ジャズを超えて
中山康樹氏2000年の著作『マイルス・デイヴィス ― ジャズを超えて』(講談社現代新書)を読了しました。
中山氏の筆による“マイルス新書シリーズ”としては、同氏が2010年に上梓なさった『マイルスの夏、1969』(扶桑社新書)に続いて2冊目の読了という事になります。
『マイルスの夏』がマイルス・デイヴィスにとってエポック・メイキングな年となった1969年だけにスポットを当てた詳細なドキュメントだったのに対し、本書はマイルスの40年以上に渡る音楽活動全体を俯瞰した「通史」となっていました。
内容についてはここで改めて申し述べるまでもなく、かつて“マイルスに最も近い日本人”と呼ばれた音楽ライターとしての面目躍如・・・といったところでしょうか。面白いです。

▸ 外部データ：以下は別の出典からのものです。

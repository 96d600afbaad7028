//! 项目视图：按项目汇总订单

use serde::Serialize;
use shared::order::{Order, Priority};
use std::collections::BTreeMap;

/// 截止时间在此窗口内的订单视为紧急
const URGENT_WINDOW_MS: i64 = 2 * 60 * 60 * 1000;

#[derive(Debug, Clone, Default, PartialEq, Serialize)]
pub struct ProjectSummary {
    pub project_id: String,
    #[serde(skip_serializing_if = "Option::is_none")]
    pub project_name: Option<String>,
    pub total_orders: usize,
    /// 仍需仓库处理的订单数
    pub open_orders: usize,
    /// 按状态计数（键为状态字符串）
    pub by_status: BTreeMap<String, usize>,
    pub urgent_orders: usize,
    pub total_items: u32,
    pub last_activity: i64,
}

fn is_urgent(order: &Order, now: i64) -> bool {
    order.priority == Priority::High
        || order
            .shipping
            .deadline
            .is_some_and(|deadline| deadline - now <= URGENT_WINDOW_MS)
}

/// 汇总所有带项目标签的订单，按项目 ID 排序
pub fn summarize(orders: &[Order], now: i64) -> Vec<ProjectSummary> {
    let mut projects: BTreeMap<&str, ProjectSummary> = BTreeMap::new();

    for order in orders {
        let Some(project_id) = order.project.project_id.as_deref() else {
            continue;
        };
        let summary = projects.entry(project_id).or_insert_with(|| ProjectSummary {
            project_id: project_id.to_string(),
            ..Default::default()
        });

        if summary.project_name.is_none() {
            summary.project_name = order.project.project_name.clone();
        }
        summary.total_orders += 1;
        *summary
            .by_status
            .entry(order.status.as_str().to_string())
            .or_default() += 1;
        if order.status.is_open() {
            summary.open_orders += 1;
            if is_urgent(order, now) {
                summary.urgent_orders += 1;
            }
        }
        summary.total_items += order.total_quantity();
        summary.last_activity = summary.last_activity.max(order.updated_at);
    }

    projects.into_values().collect()
}

#[cfg(test)]
mod tests {
    use super::*;
    use shared::order::{OrderItem, OrderStatus, ProjectTag};

    fn order(project: Option<&str>, status: OrderStatus, updated_at: i64) -> Order {
        Order {
            id: format!("o-{updated_at}"),
            identifiers: Default::default(),
            status,
            customer: Default::default(),
            shipping: Default::default(),
            items: vec![OrderItem::new("l1", "A1", 2)],
            total: Default::default(),
            net_sales: Default::default(),
            project: ProjectTag {
                project_id: project.map(str::to_string),
                ..Default::default()
            },
            priority: Priority::Normal,
            batch: None,
            document_date: None,
            shipped_at: None,
            created_at: 0,
            updated_at,
            version: 1,
        }
    }

    #[test]
    fn test_summary_groups_by_project() {
        let mut urgent = order(Some("P100"), OrderStatus::New, 30);
        urgent.shipping.deadline = Some(1_000 + 60_000);
        let orders = vec![
            order(Some("P100"), OrderStatus::New, 10),
            urgent,
            order(Some("P100"), OrderStatus::Shipped, 20),
            order(Some("P200"), OrderStatus::InProgress, 5),
            order(None, OrderStatus::New, 99),
        ];

        let summaries = summarize(&orders, 1_000);
        assert_eq!(summaries.len(), 2);
        let p100 = &summaries[0];
        assert_eq!(p100.project_id, "P100");
        assert_eq!(p100.total_orders, 3);
        assert_eq!(p100.by_status.get("new"), Some(&2));
        assert_eq!(p100.urgent_orders, 1);
        assert_eq!(p100.total_items, 6);
        assert_eq!(p100.last_activity, 30);
        assert_eq!(p100.open_orders, 2);
    }
}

最初から最後まで一貫して中山氏のマイルスに対する深い愛情と敬意が感じられるのですが、特に最後に添えられた「エピローグ」は読む者の胸を打つ一節で読後に深い余韻を残します。
読後にCDやLPを改めて聞き直したくなるのはもちろん、開いたページからもマイルスの奏でるフレーズが聞こえて来そうな、アーティストの業績を紹介する本としてはほぼ“理想的な”出来栄えの一冊ではないでしょうか。
マイルスをこれから聴き始める方にも既にマイルス信者となられている方にもお薦め出来る、とても優れた「入門書」であり且つ秀逸な「名盤ガイドブック」ではないか・・・とそんな気がしているところです。